Sports
EXPLANATION, PLEASE
By Harry King/SPORTS COMMENTARY
Tuesday, June 10, 2008 2:45 PM CDT
LITTLE ROCK — The network tribute to the late Jim McKay said the sportscaster showed the country how to win graciously and lose gracefully.
Two men involved in horseracing, McKay’s favorite sport, must have turned off “The Wide World of Sports” once ski jumper Vinko Bogataj crashed.
Trainer Dick Dutrow Jr., who said Big Brown’s completion of the Triple Crown was a “foregone conclusion,” was a no-show on the Belmont backstretch the day after his colt finished last. The best co-owner Michael Iavarone could come up with was that the track became deep because of a shortage of water and that Big Brown might not have liked the going.
Track superintendent John Passero said the track was watered after each race and added, “I thought the track was perfect.”
Trying to explain Big Brown’s performance percolated through the weekend and spilled over into other sports. When there was no immediate volunteer with the first question for David Stern, the NBA commissioner offered that he did not know why Big Brown ran so poorly in the Belmont.
Some say it was bad karma emanating from Dutrow and others.
Trainer Nick Zito and owner Robert LaPenta of longshot winner Da’ Tara did not apologize like Zito and Marylou Whitney did after Birdstone stopped Smarty Jones’ try for the Triple Crown in 2004.
David Carroll, who trained Belmont runner-up Denis of Cork, said he felt bad for Big Brown, but was not sorry about the outcome.
“There is a right way of doing things and a wrong way,” he said. “You win with class. You lose with class.”
Jockey Kent Desormeaux, Dutrow and Iavarone eliminated all physical excuses and on-site veterinarian Larry Bramlage said he did not think the lack of steroids was a factor. Dutrow said he had not given Big Brown a dose of Winstrol — legal in the three states where the Triple Crown races are run — since April 15.
With those things off the board, here are a couple of possibilities:
Dutrow did not have the horse prepared.
Desormeaux made a mistake.
D. Wayne Lukas, trainer of four Belmont winners, said the quarter crack in Big Brown’s left front hoof might have altered the colt’s training.
“I can’t believe missing three days made any difference at all to him,” Dutrow said.
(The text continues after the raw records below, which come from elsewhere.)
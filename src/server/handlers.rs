use axum::extract::{Path, State};
use axum::http::StatusCode;
use axum::response::{IntoResponse, Response};
use axum::Json;
use chrono::Utc;
use serde::{Deserialize, Serialize};
use uuid::Uuid;

use super::state::AppState;
use crate::acquire::validate_url;
use crate::error::{DublineError, ErrorKind};
use crate::jobs::{Job, JobId, JobKind, JobPayload};
use crate::pipeline::DubRequest;
use crate::store::RequestRecord;

#[derive(Debug, Deserialize)]
pub struct TranslateRequest {
    pub url: String,
    pub language: String,
    pub voice: String,
    pub email: Option<String>,
    pub school: Option<String>,
    pub district: Option<String>,
    pub state: Option<String>,
}

#[derive(Debug, Deserialize)]
pub struct SummarizeRequest {
    pub url: String,
    pub language: Option<String>,
}

#[derive(Debug, Serialize)]
pub struct AcceptedResponse {
    pub success: bool,
    pub job_id: String,
    pub status_url: String,
    pub message: String,
}

#[derive(Debug, Serialize)]
pub struct ErrorResponse {
    pub success: bool,
    pub message: String,
    pub kind: ErrorKind,
}

#[derive(Serialize)]
pub struct HealthResponse {
    pub status: String,
}

fn error_response(error: &DublineError) -> Response {
    let status = match error.kind() {
        ErrorKind::Validation => StatusCode::BAD_REQUEST,
        ErrorKind::Queue => StatusCode::SERVICE_UNAVAILABLE,
        _ => StatusCode::INTERNAL_SERVER_ERROR,
    };
    (
        status,
        Json(ErrorResponse {
            success: false,
            message: error.to_string(),
            kind: error.kind(),
        }),
    )
        .into_response()
}

fn accepted(job_id: JobId, message: &str) -> Response {
    (
        StatusCode::ACCEPTED,
        Json(AcceptedResponse {
            success: true,
            job_id: job_id.to_string(),
            status_url: format!("/jobs/{}", job_id),
            message: message.to_string(),
        }),
    )
        .into_response()
}

fn validate_email(email: Option<&str>) -> Result<(), DublineError> {
    match email.map(str::trim).filter(|e| !e.is_empty()) {
        Some(address) => address
            .parse::<lettre::Address>()
            .map(|_| ())
            .map_err(|e| DublineError::Validation(format!("invalid email '{}': {}", address, e))),
        None => Ok(()),
    }
}

#[tracing::instrument(skip(state, request), fields(url = %request.url))]
pub async fn translate_handler(
    State(state): State<AppState>,
    Json(request): Json<TranslateRequest>,
) -> Response {
    let dub = DubRequest {
        url: request.url.trim().to_string(),
        language: request.language.clone(),
        voice: request.voice.clone(),
    };
    if let Err(e) = state
        .pipeline
        .resolve_voice(&dub)
        .and_then(|_| validate_email(request.email.as_deref()))
    {
        tracing::warn!(error = %e, "Rejected translation request");
        return error_response(&e);
    }

    let slot = match state.queue.reserve() {
        Ok(slot) => slot,
        Err(e) => {
            tracing::warn!(error = %e, "Job queue rejected translation request");
            return error_response(&e);
        }
    };

    let job = Job::new(JobId::new(), JobKind::Dub);
    let record = RequestRecord {
        job_id: job.id.as_uuid(),
        url: dub.url.clone(),
        language: request.language,
        voice: request.voice,
        email: request.email.clone(),
        school: request.school,
        district: request.district,
        state: request.state,
        requested_at: Utc::now(),
    };
    if let Err(e) = state.store.insert_async(record).await {
        tracing::error!(error = %e, "Failed to persist request record");
        return error_response(&e);
    }

    let payload = JobPayload::Dub {
        request: dub,
        email: request.email.filter(|e| !e.trim().is_empty()),
    };
    match slot.submit(&job, payload).await {
        Ok(job_id) => {
            tracing::info!(job_id = %job_id, "Translation job queued");
            accepted(job_id, "Translation job queued")
        }
        Err(e) => error_response(&e),
    }
}

#[tracing::instrument(skip(state, request), fields(url = %request.url))]
pub async fn summarize_handler(
    State(state): State<AppState>,
    Json(request): Json<SummarizeRequest>,
) -> Response {
    if let Err(e) = validate_url(&request.url) {
        return error_response(&e);
    }

    let slot = match state.queue.reserve() {
        Ok(slot) => slot,
        Err(e) => return error_response(&e),
    };

    let job = Job::new(JobId::new(), JobKind::Summarize);
    let payload = JobPayload::Summarize {
        url: request.url.trim().to_string(),
        language: request.language,
    };
    match slot.submit(&job, payload).await {
        Ok(job_id) => {
            tracing::info!(job_id = %job_id, "Summary job queued");
            accepted(job_id, "Summary job queued")
        }
        Err(e) => error_response(&e),
    }
}

#[tracing::instrument(skip(state))]
pub async fn job_status_handler(State(state): State<AppState>, Path(job_id): Path<String>) -> Response {
    let uuid = match Uuid::parse_str(&job_id) {
        Ok(u) => u,
        Err(_) => {
            return error_response(&DublineError::Validation(format!("Invalid job ID: {}", job_id)));
        }
    };

    match state.queue.repository().get(JobId::from_uuid(uuid)).await {
        Ok(Some(job)) => (StatusCode::OK, Json(job)).into_response(),
        Ok(None) => (
            StatusCode::NOT_FOUND,
            Json(ErrorResponse {
                success: false,
                message: format!("Job not found: {}", job_id),
                kind: ErrorKind::Validation,
            }),
        )
            .into_response(),
        Err(e) => {
            tracing::error!(error = %e, "Failed to fetch job status");
            error_response(&e)
        }
    }
}

pub async fn health_handler() -> impl IntoResponse {
    (
        StatusCode::OK,
        Json(HealthResponse {
            status: "healthy".to_string(),
        }),
    )
}
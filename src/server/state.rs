use std::sync::Arc;

use crate::jobs::JobQueue;
use crate::pipeline::Pipeline;
use crate::store::SqliteRequestStore;

#[derive(Clone)]
pub struct AppState {
    pub queue: JobQueue,
    pub store: SqliteRequestStore,
    /// Used to validate requests before they are queued
    pub pipeline: Arc<Pipeline>,
}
Maybe, but a 1 1-2 mile race for a thoroughbred is much like a first-time marathon for a runner and missing some prep time just before the race does affect a human.
The irony here is that Dutrow was extremely critical of the way John Servis prepared Arkansas Derby winner Smarty Jones for the Belmont.
“I think maybe the way they trained that horse for that race going up to the Belmont had a lot to do with him getting beat,” Dutrow said last month during a conference call.
That day, he was wrong about the condition of the Philadelphia Park track where Smarty Jones worked prior to the Belmont, but correct that Desormeaux geared down Big Brown in the Preakness because he was saving something for the Belmont.
Right after the Belmont, Desormeaux said there were a “couple of times” where Big Brown “thought it was time to go,” but that he restrained him.
Maybe the colt was confused by the time he got the go from Desormeaux, who might have been riding with 1998 in mind. That year, some thought he asked too much too soon of Real Quiet, who was nipped at the wire by Victory Gallop.
Blaming Dutrow or Desormeaux makes as much sense as anything else when you consider that Da’ Tara’s Beyer speed figure of 99 was the lowest for a Belmont winner since the numbers became available in 1990 and that Big Brown did 100 under wraps in the Preakness.